* _SOURCE DATA_
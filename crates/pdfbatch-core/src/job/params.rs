//! Scalar parameters sent alongside every upload in a batch run.

use serde::{Deserialize, Serialize};
use std::collections::BTreeMap;
use std::fmt;
use std::str::FromStr;

/// Compression level understood by the remote API.
#[derive(Debug, Clone, Copy, PartialEq, Eq, Default, Serialize, Deserialize)]
#[serde(rename_all = "lowercase")]
pub enum Quality {
    High,
    #[default]
    Medium,
    Low,
}

impl Quality {
    pub fn as_str(self) -> &'static str {
        match self {
            Quality::High => "high",
            Quality::Medium => "medium",
            Quality::Low => "low",
        }
    }
}

impl fmt::Display for Quality {
    fn fmt(&self, f: &mut fmt::Formatter<'_>) -> fmt::Result {
        f.write_str(self.as_str())
    }
}

impl FromStr for Quality {
    type Err = String;

    fn from_str(s: &str) -> Result<Self, Self::Err> {
        match s.trim().to_ascii_lowercase().as_str() {
            "high" => Ok(Quality::High),
            "medium" | "balanced" => Ok(Quality::Medium),
            "low" | "maximum" => Ok(Quality::Low),
            other => Err(format!(
                "invalid quality '{other}' (expected high, medium or low)"
            )),
        }
    }
}

/// Form fields sent with each file. Fixed for one `execute` call.
#[derive(Debug, Clone, Default, PartialEq, Eq)]
pub struct SubmitParams {
    pub quality: Quality,
    /// Additional scalar form fields, sent verbatim.
    pub extra: BTreeMap<String, String>,
}

impl SubmitParams {
    pub fn new(quality: Quality) -> Self {
        Self {
            quality,
            extra: BTreeMap::new(),
        }
    }

    pub fn with_field(mut self, name: impl Into<String>, value: impl Into<String>) -> Self {
        self.extra.insert(name.into(), value.into());
        self
    }

    /// All form fields in send order: `quality` first, then extras by name.
    pub fn fields(&self) -> Vec<(&str, &str)> {
        let mut out = vec![("quality", self.quality.as_str())];
        out.extend(
            self.extra
                .iter()
                .filter(|(k, _)| k.as_str() != "quality")
                .map(|(k, v)| (k.as_str(), v.as_str())),
        );
        out
    }
}
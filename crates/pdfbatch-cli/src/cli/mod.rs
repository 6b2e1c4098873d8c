//! CLI for the pdfbatch orchestrator.

mod commands;

use anyhow::Result;
use clap::{Parser, Subcommand};
use pdfbatch_core::{config, Quality};
use std::path::PathBuf;

use commands::{run_completions, run_compress, run_config, CompressArgs};

/// Top-level CLI.
#[derive(Debug, Parser)]
#[command(name = "pdfbatch")]
#[command(about = "pdfbatch: compress many PDFs through a remote API in one batch", long_about = None)]
pub struct Cli {
    #[command(subcommand)]
    pub command: CliCommand,
}

#[derive(Debug, Subcommand)]
pub enum CliCommand {
    /// Upload files for compression and report per-file results.
    Compress {
        /// PDF files to process. Names must be unique within the batch.
        #[arg(required = true, value_name = "FILE")]
        files: Vec<PathBuf>,

        /// Process files one at a time, in the order given.
        #[arg(long)]
        sequential: bool,

        /// Compression level: high, medium or low (defaults to the config value).
        #[arg(long, short = 'q')]
        quality: Option<Quality>,

        /// Maximum uploads in flight under the parallel policy (defaults to the config value).
        #[arg(long, value_name = "N")]
        jobs: Option<usize>,

        /// Extra form field sent with every file, as NAME=VALUE. Repeatable.
        #[arg(long = "field", value_name = "NAME=VALUE")]
        fields: Vec<String>,

        /// Write all outputs into one dated zip archive.
        #[arg(long)]
        bundle: bool,

        /// Save each output as its own file.
        #[arg(long)]
        save: bool,

        /// Directory for saved files and the archive (default: current directory).
        #[arg(long, short = 'o', value_name = "DIR")]
        out: Option<PathBuf>,

        /// Retry failed files up to N more rounds (quota failures are not retried).
        #[arg(long, default_value = "0", value_name = "N")]
        retry_failed: u32,
    },

    /// Show the config file path and effective settings.
    Config,

    /// Print shell completions to stdout.
    Completions {
        #[arg(value_enum)]
        shell: clap_complete::Shell,
    },
}

impl CliCommand {
    pub async fn run_from_args() -> Result<()> {
        let cli = Cli::parse();

        match cli.command {
            CliCommand::Compress {
                files,
                sequential,
                quality,
                jobs,
                fields,
                bundle,
                save,
                out,
                retry_failed,
            } => {
                let cfg = config::load_or_init()?;
                tracing::debug!("loaded config: {:?}", cfg);
                let args = CompressArgs {
                    files,
                    sequential,
                    quality,
                    jobs,
                    fields,
                    bundle,
                    save,
                    out,
                    retry_failed,
                };
                run_compress(cfg, args).await?;
            }
            CliCommand::Config => run_config()?,
            CliCommand::Completions { shell } => run_completions(shell),
        }

        Ok(())
    }
}

#[cfg(test)]
mod tests;
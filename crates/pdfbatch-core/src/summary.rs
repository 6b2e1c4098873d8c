//! Aggregate statistics over the completed jobs of a batch.

use crate::job::Job;

/// Totals over every completed job.
#[derive(Debug, Clone, PartialEq)]
pub struct BatchSummary {
    pub completed: usize,
    pub total_original: u64,
    pub total_output: u64,
    /// Negative when outputs came out larger than their inputs.
    pub total_saved: i64,
    /// `total_saved / total_original * 100`; 0.0 when nothing was measured.
    pub percentage_saved: f64,
}

/// Summarize completed jobs. `None` when no job has completed.
pub fn summarize(jobs: &[Job]) -> Option<BatchSummary> {
    let results: Vec<_> = jobs.iter().filter_map(|j| j.phase.result()).collect();
    if results.is_empty() {
        return None;
    }
    let total_original: u64 = results.iter().map(|r| r.original_size).sum();
    let total_output: u64 = results.iter().map(|r| r.output_size).sum();
    let total_saved = total_original as i64 - total_output as i64;
    let percentage_saved = if total_original > 0 {
        total_saved as f64 / total_original as f64 * 100.0
    } else {
        0.0
    };
    Some(BatchSummary {
        completed: results.len(),
        total_original,
        total_output,
        total_saved,
        percentage_saved,
    })
}

/// Human-readable size: `512 B`, `1.50 KB`, `2.00 MB`.
pub fn format_size(bytes: u64) -> String {
    const KB: f64 = 1024.0;
    const MB: f64 = 1024.0 * 1024.0;
    let b = bytes as f64;
    if b < KB {
        format!("{bytes} B")
    } else if b < MB {
        format!("{:.2} KB", b / KB)
    } else {
        format!("{:.2} MB", b / MB)
    }
}

/// Signed variant of `format_size` for savings that may be negative.
pub fn format_signed_size(bytes: i64) -> String {
    if bytes < 0 {
        format!("-{}", format_size(bytes.unsigned_abs()))
    } else {
        format_size(bytes as u64)
    }
}

#[cfg(test)]
mod tests {
    use super::*;
    use crate::job::{JobPhase, JobResult, Payload};
    use crate::report::{ErrorKind, JobError};

    fn completed(name: &str, original: u64, output: u64) -> Job {
        let mut j = Job::new(Payload::from_bytes(name, vec![0u8])).unwrap();
        j.phase = JobPhase::Completed(JobResult {
            original_size: original,
            output_size: output,
            reduction_ratio: String::new(),
            locator: String::new(),
            output_name: name.to_string(),
            stored_name: None,
        });
        j
    }

    fn failed(name: &str) -> Job {
        let mut j = Job::new(Payload::from_bytes(name, vec![0u8])).unwrap();
        j.phase = JobPhase::Failed {
            error: JobError::new(ErrorKind::Network, "down"),
            progress: 10,
        };
        j
    }

    #[test]
    fn totals_over_completed_only() {
        let jobs = vec![
            completed("a.pdf", 1000, 500),
            completed("b.pdf", 2000, 1000),
            completed("c.pdf", 3000, 1500),
            failed("d.pdf"),
        ];
        let s = summarize(&jobs).unwrap();
        assert_eq!(s.completed, 3);
        assert_eq!(s.total_original, 6000);
        assert_eq!(s.total_output, 3000);
        assert_eq!(s.total_saved, 3000);
        assert!((s.percentage_saved - 50.0).abs() < 1e-9);
    }

    #[test]
    fn none_without_completed_jobs() {
        assert!(summarize(&[]).is_none());
        assert!(summarize(&[failed("a.pdf")]).is_none());
    }

    #[test]
    fn growth_gives_negative_savings() {
        let s = summarize(&[completed("a.pdf", 1000, 1200)]).unwrap();
        assert_eq!(s.total_saved, -200);
        assert!((s.percentage_saved + 20.0).abs() < 1e-9);
    }

    #[test]
    fn zero_original_does_not_divide() {
        let s = summarize(&[completed("a.pdf", 0, 0)]).unwrap();
        assert_eq!(s.percentage_saved, 0.0);
    }

    #[test]
    fn order_does_not_matter() {
        let a = vec![completed("a.pdf", 10, 3), completed("b.pdf", 7, 7)];
        let b = vec![completed("b.pdf", 7, 7), completed("a.pdf", 10, 3)];
        assert_eq!(summarize(&a), summarize(&b));
    }

    #[test]
    fn sizes() {
        assert_eq!(format_size(512), "512 B");
        assert_eq!(format_size(1536), "1.50 KB");
        assert_eq!(format_size(2 * 1024 * 1024), "2.00 MB");
        assert_eq!(format_signed_size(-2048), "-2.00 KB");
    }
}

* _WHAT IS REQUIRED_
The required output is every line above that contains the string "report".

* _WRITTEN ANSWER_
    /// Upload files for compression and report per-file results.
    use crate::report::{ErrorKind, JobError};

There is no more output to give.